Pass the service names as environment variables. It’s okay to directly embed these in the clients’ YAML specifications (this is slightly easier if you’re using a templating tool like Helm), though using an indirect ConfigMap works too.

---
apiVersion: v1
kind: Service
metadata:
  name: other-service
spec:
  ports:
    - port: 80          # make the Service use the standard HTTP port
      targetPort: http  # even if the Pod uses something else
...
---
apiVersion: apps/v1
kind: Deployment
spec:
  ...
    env:
      - name: OTHERSERVICE_URL
        value: http://other-service

Every language has some way to retrieve environment variables (Python os.environ[], Node process.env, …) so you can use this approach regardless of the implementation language. If the environment variable isn’t set, make its default value be something that will be useful to a developer, perhaps a localhost URL on a known port.

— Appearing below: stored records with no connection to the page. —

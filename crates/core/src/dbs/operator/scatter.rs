use crate::cluster::ShardId;
use crate::cnf::DEFAULT_BATCH_SIZE;
use crate::ctx::Context;
use crate::dbs::operator::{InputRow, OperatorBase};
use crate::dbs::Block;
use crate::err::Error;

/// Replicates one upstream stream to N clients on the DB-server side.
///
/// All clients read from the shared buffer; a block is popped from the
/// front only when every client has fully consumed it. The calls carry an
/// explicit shard id, and cursor initialization and shutdown are
/// idempotent with respect to per-client re-entry.
pub(crate) struct ScatterOperator {
	pub(crate) base: OperatorBase,
	clients: Vec<ShardId>,
	/// Per client: the absolute block index and the row inside it
	cursors: Vec<(usize, usize)>,
	/// Blocks already dropped from the front of the shared buffer
	popped: usize,
	dep_exhausted: bool,
	done_for_client: Vec<bool>,
	/// Suppresses a second propagation once the first client has
	/// initialized the shared dependencies
	needs_init: bool,
	shutdown_done: bool,
}

impl ScatterOperator {
	pub(crate) fn new(base: OperatorBase, clients: Vec<ShardId>) -> Self {
		let n = clients.len();
		Self {
			base,
			clients,
			cursors: vec![(0, 0); n],
			popped: 0,
			dep_exhausted: false,
			done_for_client: vec![false; n],
			needs_init: true,
			shutdown_done: false,
		}
	}

	fn client(&self, shard: &ShardId) -> Result<usize, Error> {
		self.clients.iter().position(|s| s == shard).ok_or_else(|| Error::Internal {
			message: format!("Shard '{shard}' is not a client of this operator"),
		})
	}

	pub(crate) async fn initialize_cursor(
		&mut self,
		ctx: &Context,
		input: InputRow<'_>,
	) -> Result<(), Error> {
		if !self.needs_init {
			return Ok(());
		}
		self.needs_init = false;
		self.shutdown_done = false;
		self.base.initialize_cursor(ctx, input).await?;
		self.cursors.fill((0, 0));
		self.popped = 0;
		self.dep_exhausted = false;
		self.done_for_client.fill(false);
		Ok(())
	}

	pub(crate) async fn shutdown(&mut self, ctx: &Context, code: i64) -> Result<(), Error> {
		if self.shutdown_done {
			return Ok(());
		}
		self.shutdown_done = true;
		self.needs_init = true;
		self.base.shutdown_deps(ctx, code).await
	}

	/// Drop fully consumed blocks from the front of the shared buffer.
	fn pop_consumed(&mut self) {
		while !self.base.buffer.is_empty() {
			let min_block = self.cursors.iter().map(|(block, _)| *block).min().unwrap_or(0);
			if min_block <= self.popped {
				break;
			}
			self.base.buffer.pop_front();
			self.popped += 1;
		}
	}

	/// Serve one client, slicing its next window out of the shared
	/// buffer, pulling new upstream blocks as needed.
	async fn serve(
		&mut self,
		ctx: &Context,
		at_least: usize,
		at_most: usize,
		shard: &ShardId,
		skipping: bool,
	) -> Result<(Option<Block>, usize), Error> {
		let c = self.client(shard)?;
		if self.done_for_client[c] {
			return Ok((None, 0));
		}
		let mut collected = Vec::new();
		let mut count = 0;
		while count < at_least {
			ctx.check()?;
			let (block, row) = self.cursors[c];
			let effective = block - self.popped;
			if effective >= self.base.buffer.len() {
				if self.dep_exhausted {
					break;
				}
				if !self.base.get_block(ctx, *DEFAULT_BATCH_SIZE, *DEFAULT_BATCH_SIZE).await? {
					self.dep_exhausted = true;
				}
				continue;
			}
			let front = &self.base.buffer[effective];
			let take = (front.rows() - row).min(at_most - count);
			if !skipping {
				// Every client receives its own copy of the shared rows
				collected.push(front.slice(row, row + take));
			}
			if row + take >= front.rows() {
				self.cursors[c] = (block + 1, 0);
			} else {
				self.cursors[c] = (block, row + take);
			}
			count += take;
			self.pop_consumed();
		}
		if count == 0 {
			self.done_for_client[c] = true;
			return Ok((None, 0));
		}
		if skipping {
			return Ok((None, count));
		}
		let block = Block::concatenate(collected)?;
		Ok((Some(block), count))
	}

	pub(crate) async fn get_some_for_shard(
		&mut self,
		ctx: &Context,
		at_least: usize,
		at_most: usize,
		shard: &ShardId,
	) -> Result<Option<Block>, Error> {
		let (block, _) = self.serve(ctx, at_least, at_most, shard, false).await?;
		Ok(block)
	}

	pub(crate) async fn skip_some_for_shard(
		&mut self,
		ctx: &Context,
		at_least: usize,
		at_most: usize,
		shard: &ShardId,
	) -> Result<usize, Error> {
		let (_, skipped) = self.serve(ctx, at_least, at_most, shard, true).await?;
		Ok(skipped)
	}

	pub(crate) async fn has_more_for_shard(
		&mut self,
		ctx: &Context,
		shard: &ShardId,
	) -> Result<bool, Error> {
		let c = self.client(shard)?;
		if self.done_for_client[c] {
			return Ok(false);
		}
		loop {
			let (block, _) = self.cursors[c];
			if block - self.popped < self.base.buffer.len() {
				return Ok(true);
			}
			if self.dep_exhausted {
				return Ok(false);
			}
			if !self.base.get_block(ctx, 1, *DEFAULT_BATCH_SIZE).await? {
				self.dep_exhausted = true;
			}
		}
	}
}
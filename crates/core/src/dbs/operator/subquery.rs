use crate::cnf::DEFAULT_BATCH_SIZE;
use crate::ctx::Context;
use crate::dbs::operator::{InputRow, OperatorBase};
use crate::dbs::{Block, RegisterId};
use crate::err::Error;
use crate::val::Value;

/// Runs an inner plan once per outer row, materializing the drained
/// result blocks into the designated register as one docvec value.
///
/// The outer dependency is the first dependency; the inner plan's root is
/// the second. Cursor initialization only propagates to the outer side,
/// since the inner plan is re-initialized with every outer row.
pub(crate) struct SubqueryOperator {
	pub(crate) base: OperatorBase,
	out_reg: RegisterId,
	/// The inner plan is constant and deterministic, so its first result
	/// may be reused for every outer row
	constant: bool,
	cache: Option<Vec<Block>>,
}

impl SubqueryOperator {
	pub(crate) fn new(base: OperatorBase, out_reg: RegisterId, constant: bool) -> Self {
		Self {
			base,
			out_reg,
			constant,
			cache: None,
		}
	}

	pub(crate) async fn initialize_cursor(
		&mut self,
		ctx: &Context,
		input: InputRow<'_>,
	) -> Result<(), Error> {
		self.base.buffer.clear();
		self.base.pos = 0;
		self.base.done = false;
		self.cache = None;
		self.base.deps[0].initialize_cursor(ctx, input).await
	}

	/// Drop the cached constant result.
	pub(crate) fn release(&mut self) {
		self.cache = None;
	}

	pub(crate) async fn get_or_skip_some(
		&mut self,
		ctx: &Context,
		at_least: usize,
		at_most: usize,
		skipping: bool,
	) -> Result<(Option<Block>, usize), Error> {
		let (block, count) = self.outer_produce(ctx, at_least, at_most, skipping).await?;
		let Some(mut block) = block else {
			return Ok((None, count));
		};
		for row in 0..block.rows() {
			ctx.check()?;
			let result = match self.cache.clone() {
				Some(cached) if self.constant => cached,
				_ => {
					let result = self.run_inner(ctx, &block, row).await?;
					if self.constant {
						self.cache = Some(result.clone());
					}
					result
				}
			};
			block.set(row, self.out_reg, Value::Docvec(result));
		}
		Ok((Some(block), count))
	}

	/// Pull outer rows through the generic implementation, which reads
	/// from the first dependency.
	async fn outer_produce(
		&mut self,
		ctx: &Context,
		at_least: usize,
		at_most: usize,
		skipping: bool,
	) -> Result<(Option<Block>, usize), Error> {
		self.base.produce(ctx, at_least, at_most, skipping).await
	}

	/// Re-initialize the inner plan with one outer row and drain it.
	async fn run_inner(
		&mut self,
		ctx: &Context,
		outer: &Block,
		row: usize,
	) -> Result<Vec<Block>, Error> {
		let inner = &mut self.base.deps[1];
		inner.initialize_cursor(ctx, Some((outer, row))).await?;
		let mut blocks = Vec::new();
		while let Some(block) =
			inner.get_some(ctx, *DEFAULT_BATCH_SIZE, *DEFAULT_BATCH_SIZE).await?
		{
			blocks.push(block);
		}
		Ok(blocks)
	}
}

In a Spring Boot client specifically, environment variables can be directly used as Spring properties (see also more specific rules for environment variable names) so your application.yml file can specify

other-service:
  url: http://localhost:12345

and then your client can be configured with

@ConfigurationProperties(prefix="other-service")
@Data
public class OtherServiceClient {
  private String url;
}

Do not try to use Spring property files to configure service URLs here. (In a Helm context you could dynamically construct a complete property file in a ConfigMap, but the environment-variable approach is more generic.) Since the URL could have pretty much any host name (again, especially in a Helm context, where the names are usually constructed) you don’t want to have to recompile your jar file to redeploy to somewhere new.